A new study from NOAA says that flooding may become a weekly event in some coastal areas of the U.S. Even without a storm, high tides are already flooding some coastal cities, including Miami and Norfolk, Virginia. And the NOAA study says that “sunny day flooding” will be more frequent in the future as ever-more-frequent storms make the problem worse. What is now a storm surge will be a normal high tide in the future. “The numbers are staggering,” says William Sweet, a NOAA oceanographer. “Today’s storm will be tomorrow’s high tide.”
As reported by NPR, the NOAA report says the rate of flooding is increasing in one-third of the areas they measured. “The problem is going to become chronic rather quickly,” Sweet said. “It’s not going to be a slow, gradual change.”
NOAA’s predictions for high tides assume that sea levels will rise from 1 ½ to 3 feet by 2100. And there are worse scenarios if the polar ice sheets melt more quickly than scientists have predicted in the past.

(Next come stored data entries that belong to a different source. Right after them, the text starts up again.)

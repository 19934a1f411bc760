//! Prompt export for third-party AI assistants.
//!
//! Serializes a projection into free text and, for assistants that accept a
//! prompt through their URL, builds the link that opens it pre-filled.

use std::fmt::Write as _;
use std::str::FromStr;

use roas_core::types::InsightKind;
use roas_core::{Projection, ProjectorError, ProjectorResult};
use serde::{Deserialize, Serialize};
use url::Url;

use crate::report_builder::money;

#[derive(Debug, Clone, Copy, Default, PartialEq, Eq, Serialize, Deserialize)]
#[serde(rename_all = "snake_case")]
pub enum Assistant {
    #[default]
    Gemini,
    ChatGpt,
    Jasper,
    Semrush,
    Surfer,
}

impl Assistant {
    pub fn display_name(&self) -> &'static str {
        match self {
            Assistant::Gemini => "Gemini",
            Assistant::ChatGpt => "ChatGPT",
            Assistant::Jasper => "Jasper AI",
            Assistant::Semrush => "Semrush AI",
            Assistant::Surfer => "Surfer AI",
        }
    }

    /// Whether the prompt can be handed over in the URL. The rest need a
    /// manual copy and paste.
    pub fn accepts_url_prompt(&self) -> bool {
        matches!(self, Assistant::Gemini | Assistant::ChatGpt)
    }

    /// Link that opens the assistant with `prompt` filled in, or `None` when
    /// the assistant has no such entry point.
    pub fn launch_url(&self, prompt: &str) -> ProjectorResult<Option<Url>> {
        if !self.accepts_url_prompt() {
            return Ok(None);
        }
        let parsed = match self {
            Assistant::Gemini => {
                Url::parse_with_params("https://gemini.google.com/app", &[("prompt", prompt)])
            }
            Assistant::ChatGpt => Url::parse_with_params(
                "https://chat.openai.com/",
                &[("model", "gpt-4o"), ("message", prompt)],
            ),
            Assistant::Jasper | Assistant::Semrush | Assistant::Surfer => return Ok(None),
        };
        parsed
            .map(Some)
            .map_err(|e| ProjectorError::Validation(format!("invalid assistant url: {e}")))
    }
}

impl FromStr for Assistant {
    type Err = ProjectorError;

    fn from_str(s: &str) -> Result<Self, Self::Err> {
        match s.trim().to_lowercase().as_str() {
            "gemini" => Ok(Self::Gemini),
            "chatgpt" | "openai" => Ok(Self::ChatGpt),
            "jasper" => Ok(Self::Jasper),
            "semrush" => Ok(Self::Semrush),
            "surfer" => Ok(Self::Surfer),
            other => Err(ProjectorError::Validation(format!(
                "unknown assistant '{other}'"
            ))),
        }
    }
}

/// Free-text prompt asking for a funnel review of `projection`.
pub fn build_prompt(projection: &Projection) -> ProjectorResult<String> {
    let inputs = &projection.inputs;
    if inputs.spend <= 0.0 {
        return Err(ProjectorError::Validation(
            "fill in the campaign data before exporting".to_string(),
        ));
    }
    let rates = &inputs.rates;
    let m = &projection.metrics;
    let mut out = String::new();

    // writeln! into a String cannot fail
    let _ = writeln!(
        out,
        "Hello, I need a sales funnel analysis and optimization suggestions based on the following data:"
    );
    let _ = writeln!(out, "\n**Campaign data:**");
    let _ = writeln!(out, "- Spend: {}", money(inputs.spend));
    let _ = writeln!(out, "- Average product price: {}", money(inputs.avg_price));
    let _ = writeln!(out, "- Target ROAS: {}x", money(inputs.target_roas));
    let _ = writeln!(out, "- Projected ROAS: {}x", money(m.roas));
    let _ = writeln!(out, "- Click-through rate (CTR): {}%", money(rates.ctr_pct));
    let _ = writeln!(
        out,
        "- Landing page visits (Connect Rate): {}%",
        money(rates.connect_rate_pct)
    );
    let _ = writeln!(out, "- Landing page conversion: {}%", money(rates.conv_lp_pct));
    let _ = writeln!(out, "- Checkout conversion: {}%", money(rates.conv_checkout_pct));

    let _ = writeln!(out, "\n**Critical funnel analysis:**");
    if projection.insights.is_empty() {
        let _ = writeln!(out, "- No specific findings.");
    }
    for insight in &projection.insights {
        let tag = match insight.kind {
            InsightKind::Warning => "attention",
            InsightKind::Success => "strength",
            InsightKind::Info => "note",
        };
        let _ = writeln!(out, "- ({tag}) {}", insight.message);
    }

    let _ = writeln!(out, "\nBased on this data, please help me with:");
    let _ = writeln!(out, "1. A detailed analysis of my sales funnel.");
    let _ = writeln!(
        out,
        "2. Optimization suggestions for the metrics listed in the critical funnel analysis."
    );
    let _ = writeln!(
        out,
        "3. A projection of how small funnel improvements could affect ROAS."
    );

    Ok(out)
}

#[cfg(test)]
mod tests {
    use super::*;
    use roas_core::types::{CampaignInputs, FunnelRates};
    use roas_core::RoasProjector;

    fn projection(spend: f64) -> Projection {
        RoasProjector::default().project(&CampaignInputs {
            spend,
            avg_price: 50.0,
            target_roas: 4.0,
            rates: FunnelRates {
                cpm: 10.0,
                ctr_pct: 2.0,
                connect_rate_pct: 85.0,
                conv_lp_pct: 5.0,
                conv_checkout_pct: 85.0,
            },
            auto_mode: false,
        })
    }

    #[test]
    fn test_prompt_contains_data_and_insights() {
        let prompt = build_prompt(&projection(1000.0)).unwrap();
        assert!(prompt.contains("- Spend: 1000.00"));
        assert!(prompt.contains("- Projected ROAS: 3.61x"));
        assert!(prompt.contains("- (attention) CPA of 13.84"));
        assert!(prompt.ends_with("affect ROAS.\n"));
    }

    #[test]
    fn test_prompt_requires_spend() {
        assert!(build_prompt(&projection(0.0)).is_err());
    }

    #[test]
    fn test_launch_url_encodes_prompt() {
        let url = Assistant::Gemini
            .launch_url("ROAS 3x & more")
            .unwrap()
            .unwrap();
        assert_eq!(url.host_str(), Some("gemini.google.com"));
        let (key, value) = url.query_pairs().next().unwrap();
        assert_eq!(key, "prompt");
        assert_eq!(value, "ROAS 3x & more");
        assert!(!url.as_str().contains(' '));

        let url = Assistant::ChatGpt.launch_url("hi").unwrap().unwrap();
        let pairs: Vec<(String, String)> = url.query_pairs().into_owned().collect();
        assert_eq!(
            pairs,
            vec![
                ("model".to_string(), "gpt-4o".to_string()),
                ("message".to_string(), "hi".to_string())
            ]
        );
    }

    #[test]
    fn test_copy_only_assistants() {
        for assistant in [Assistant::Jasper, Assistant::Semrush, Assistant::Surfer] {
            assert!(!assistant.accepts_url_prompt());
            assert!(assistant.launch_url("hi").unwrap().is_none());
        }
    }

    #[test]
    fn test_assistant_parsing() {
        assert_eq!("ChatGPT".parse::<Assistant>().unwrap(), Assistant::ChatGpt);
        assert_eq!(Assistant::default(), Assistant::Gemini);
        assert!("bard".parse::<Assistant>().is_err());
    }
}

More severe high tides have serious implications for the military, particularly the Navy. The Center for Climate and Security says that 100 coastal military installations have reported flooding recently, and future flooding will threaten equipment, fuel depots, ammunition dumps, housing and docks.
The NOAA study, called “Patterns of High Tide Flooding Along the U.S. Coastline Using a Common Impact Threshold,” will be released soon.